Task to carry out. State the number of lines in the material below that have "Replace" in them, without any other text.

Records provided.

use std::fs::File;
use std::io::{BufRead, BufReader, BufWriter, Write};
use std::path::Path;

use log::{debug, info, warn};

use crate::error::{ShapeError, ShapeResult};
use crate::geometry::{Bounded, Point};
use crate::history::UndoHistory;
use crate::id_generator::ShapeId;
use crate::persistence;
use crate::renderer::Canvas;
use crate::selection::SelectionRectangle;
use crate::shape::{Shape, ShapeType};

/// Drag-selection state
#[derive(Debug, Clone, Copy, PartialEq, Eq, Default)]
enum DragState {
    #[default]
    Idle,
    Dragging {
        start: Point,
        rect: Option<SelectionRectangle>,
    },
}

/// An ordered collection of shapes.
///
/// Order is paint order: later shapes are painted on top. Every mutation of
/// the sequence saves the previous state first, so [`Scene::undo`] can put
/// it back.
#[derive(Debug, Default)]
pub struct Scene {
    shapes: Vec<ShapeType>,
    drag: DragState,
    history: UndoHistory,
}

impl Scene {
    pub fn new() -> Self {
        Self::default()
    }

    /// Scene whose history keeps at most `max_depth` snapshots
    pub fn with_undo_limit(max_depth: Option<usize>) -> Self {
        Self {
            shapes: Vec::new(),
            drag: DragState::Idle,
            history: UndoHistory::with_max_depth(max_depth),
        }
    }

    pub fn shapes(&self) -> &[ShapeType] {
        &self.shapes
    }

    pub fn iter(&self) -> std::slice::Iter<'_, ShapeType> {
        self.shapes.iter()
    }

    pub fn len(&self) -> usize {
        self.shapes.len()
    }

    pub fn is_empty(&self) -> bool {
        self.shapes.is_empty()
    }

    pub fn get(&self, id: ShapeId) -> Option<&ShapeType> {
        self.shapes.iter().find(|s| s.id() == id)
    }

    /// Number of states `undo` can restore
    pub fn undo_depth(&self) -> usize {
        self.history.len()
    }

    fn save_state_for_undo(&mut self) {
        self.history.push(self.shapes.clone());
    }

    /// Add a shape on top of the others
    pub fn add_shape(&mut self, shape: impl Into<ShapeType>) {
        let shape = shape.into();
        self.save_state_for_undo();
        debug!("Adding {} {}", shape.keyword(), shape.id());
        self.shapes.push(shape);
    }

    /// Remove every shape whose id is listed
    pub fn remove_shapes(&mut self, ids: &[ShapeId]) {
        self.save_state_for_undo();
        let before = self.shapes.len();
        self.shapes.retain(|s| !ids.contains(&s.id()));
        debug!("Removed {} shapes", before - self.shapes.len());
    }

    /// Shapes containing `point`, in collection order
    pub fn select_at(&self, point: Point) -> Vec<&ShapeType> {
        self.shapes.iter().filter(|s| s.contains(point)).collect()
    }

    /// Shapes whose bounding box overlaps `other`'s, in collection order
    pub fn select_intersecting(&self, other: &dyn Bounded) -> Vec<&ShapeType> {
        self.shapes.iter().filter(|s| s.intersects(other)).collect()
    }

    pub fn selected_ids(&self) -> Vec<ShapeId> {
        self.shapes
            .iter()
            .filter(|s| s.is_selected())
            .map(|s| s.id())
            .collect()
    }

    pub fn has_selection(&self) -> bool {
        self.shapes.iter().any(|s| s.is_selected())
    }

    /// Mark every shape containing `point` as selected.
    ///
    /// Returns the number of hits; with no hits the whole selection is
    /// cleared instead.
    pub fn set_selected_at(&mut self, point: Point) -> usize {
        let mut hits = 0;
        for shape in self.shapes.iter_mut().filter(|s| s.contains(point)) {
            shape.set_selected(true);
            hits += 1;
        }
        if hits == 0 {
            self.clear_selection();
        }
        hits
    }

    pub fn set_selected(&mut self, id: ShapeId, selected: bool) -> bool {
        match self.shapes.iter_mut().find(|s| s.id() == id) {
            Some(shape) => {
                shape.set_selected(selected);
                true
            }
            None => false,
        }
    }

    pub fn clear_selection(&mut self) {
        for shape in &mut self.shapes {
            shape.set_selected(false);
        }
    }

    /// Begin a drag-selection at `point`, clearing the current selection
    pub fn start_drag(&mut self, point: Point) {
        self.clear_selection();
        self.drag = DragState::Dragging {
            start: point,
            rect: None,
        };
    }

    /// Stretch the selection rectangle to `point` and reselect what it covers
    pub fn update_select_rect(&mut self, point: Point) {
        let DragState::Dragging { start, .. } = self.drag else {
            warn!("Ignoring selection update at {:?} with no drag in progress", point);
            return;
        };

        let rect = SelectionRectangle::from_corners(start, point);
        self.drag = DragState::Dragging {
            start,
            rect: Some(rect),
        };

        for shape in &mut self.shapes {
            let hit = shape.intersects(&rect);
            shape.set_selected(hit);
        }
    }

    /// Finish the drag; the selection made so far stays
    pub fn stop_drag(&mut self) {
        self.drag = DragState::Idle;
    }

    pub fn is_dragging(&self) -> bool {
        matches!(self.drag, DragState::Dragging { .. })
    }

    /// The rectangle of the drag in progress, once the pointer has moved
    pub fn selection_rect(&self) -> Option<SelectionRectangle> {
        match self.drag {
            DragState::Dragging { rect, .. } => rect,
            DragState::Idle => None,
        }
    }

    /// Apply `op` to every selected shape. The state is saved once, and only
    /// when there is at least one selected shape.
    fn apply_to_selected(&mut self, mut op: impl FnMut(&mut ShapeType)) -> bool {
        if !self.has_selection() {
            return false;
        }
        self.save_state_for_undo();
        for shape in self.shapes.iter_mut().filter(|s| s.is_selected()) {
            op(shape);
        }
        true
    }

    pub fn move_selected_shapes(&mut self, dx: i32, dy: i32) -> bool {
        let moved = self.apply_to_selected(|s| s.translate(dx, dy));
        if moved {
            debug!("Moved selection by ({}, {})", dx, dy);
        }
        moved
    }

    pub fn scale_up_selected_shapes(&mut self) -> bool {
        self.apply_to_selected(|s| s.scale_up())
    }

    pub fn scale_down_selected_shapes(&mut self) -> bool {
        self.apply_to_selected(|s| {
            s.scale_down();
        })
    }

    /// Move selected shapes above the rest, keeping relative order
    pub fn bring_to_front(&mut self) {
        self.save_state_for_undo();
        let (selected, unselected): (Vec<_>, Vec<_>) =
            self.shapes.drain(..).partition(|s| s.is_selected());
        self.shapes.extend(unselected);
        self.shapes.extend(selected);
    }

    /// Move selected shapes below the rest, keeping relative order
    pub fn send_to_back(&mut self) {
        self.save_state_for_undo();
        let (selected, unselected): (Vec<_>, Vec<_>) =
            self.shapes.drain(..).partition(|s| s.is_selected());
        self.shapes.extend(selected);
        self.shapes.extend(unselected);
    }

    /// Restore the state saved before the last mutation.
    ///
    /// Returns false when there is nothing to undo.
    pub fn undo(&mut self) -> bool {
        match self.history.pop() {
            Some(previous) => {
                self.shapes = previous;
                info!(
                    "Undo: {} shapes restored, {} states left",
                    self.shapes.len(),
                    self.history.len()
                );
                true
            }
            None => {
                debug!("Nothing to undo");
                false
            }
        }
    }

    /// Paint every shape in order, then the selection rectangle while dragging
    pub fn draw(&self, canvas: &mut dyn Canvas) {
        for shape in &self.shapes {
            shape.draw(canvas);
        }
        if let Some(rect) = self.selection_rect() {
            rect.draw(canvas);
        }
    }

    /// Write the scene in the text format
    pub fn write_to<W: Write>(&self, writer: &mut W) -> std::io::Result<()> {
        persistence::write_shapes(writer, &self.shapes)
    }

    /// The file content `save_to_file` would produce
    pub fn to_text(&self) -> String {
        let mut buf = Vec::new();
        // writing into memory cannot fail
        let _ = self.write_to(&mut buf);
        String::from_utf8_lossy(&buf).into_owned()
    }

    /// Save to `path`, replacing any existing file
    pub fn save_to_file(&self, path: impl AsRef<Path>) -> ShapeResult<()> {
        let path = path.as_ref();
        let file = File::create(path).map_err(|e| ShapeError::io(path, e))?;
        let mut writer = BufWriter::new(file);
        self.write_to(&mut writer)
            .and_then(|_| writer.flush())
            .map_err(|e| ShapeError::io(path, e))?;
        info!("Saved {} shapes to {}", self.shapes.len(), path.display());
        Ok(())
    }

    fn clear_for_load(&mut self) {
        self.save_state_for_undo();
        self.shapes.clear();
    }

    /// Replace the scene with the records read from `reader`.
    ///
    /// The current state is saved for undo first. On failure the scene is
    /// left empty; `undo` brings back what was there before.
    pub fn read_from<R: BufRead>(&mut self, reader: R) -> ShapeResult<()> {
        self.clear_for_load();
        self.shapes = persistence::read_shapes(reader)?;
        Ok(())
    }

    /// Replace the scene with the shapes read from `path`, see [`Scene::read_from`]
    pub fn load_from_file(&mut self, path: impl AsRef<Path>) -> ShapeResult<()> {
        let path = path.as_ref();
        let file = match File::open(path) {
            Ok(file) => file,
            Err(e) => {
                self.clear_for_load();
                return Err(ShapeError::io(path, e));
            }
        };
        self.read_from(BufReader::new(file)).inspect_err(|e| {
            warn!("Failed to load {}: {}", path.display(), e);
        })?;

        info!("Loaded {} shapes from {}", self.shapes.len(), path.display());
        Ok(())
    }
}

impl<'a> IntoIterator for &'a Scene {
    type Item = &'a ShapeType;
    type IntoIter = std::slice::Iter<'a, ShapeType>;

    fn into_iter(self) -> Self::IntoIter {
        self.shapes.iter()
    }
}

Solution below. 2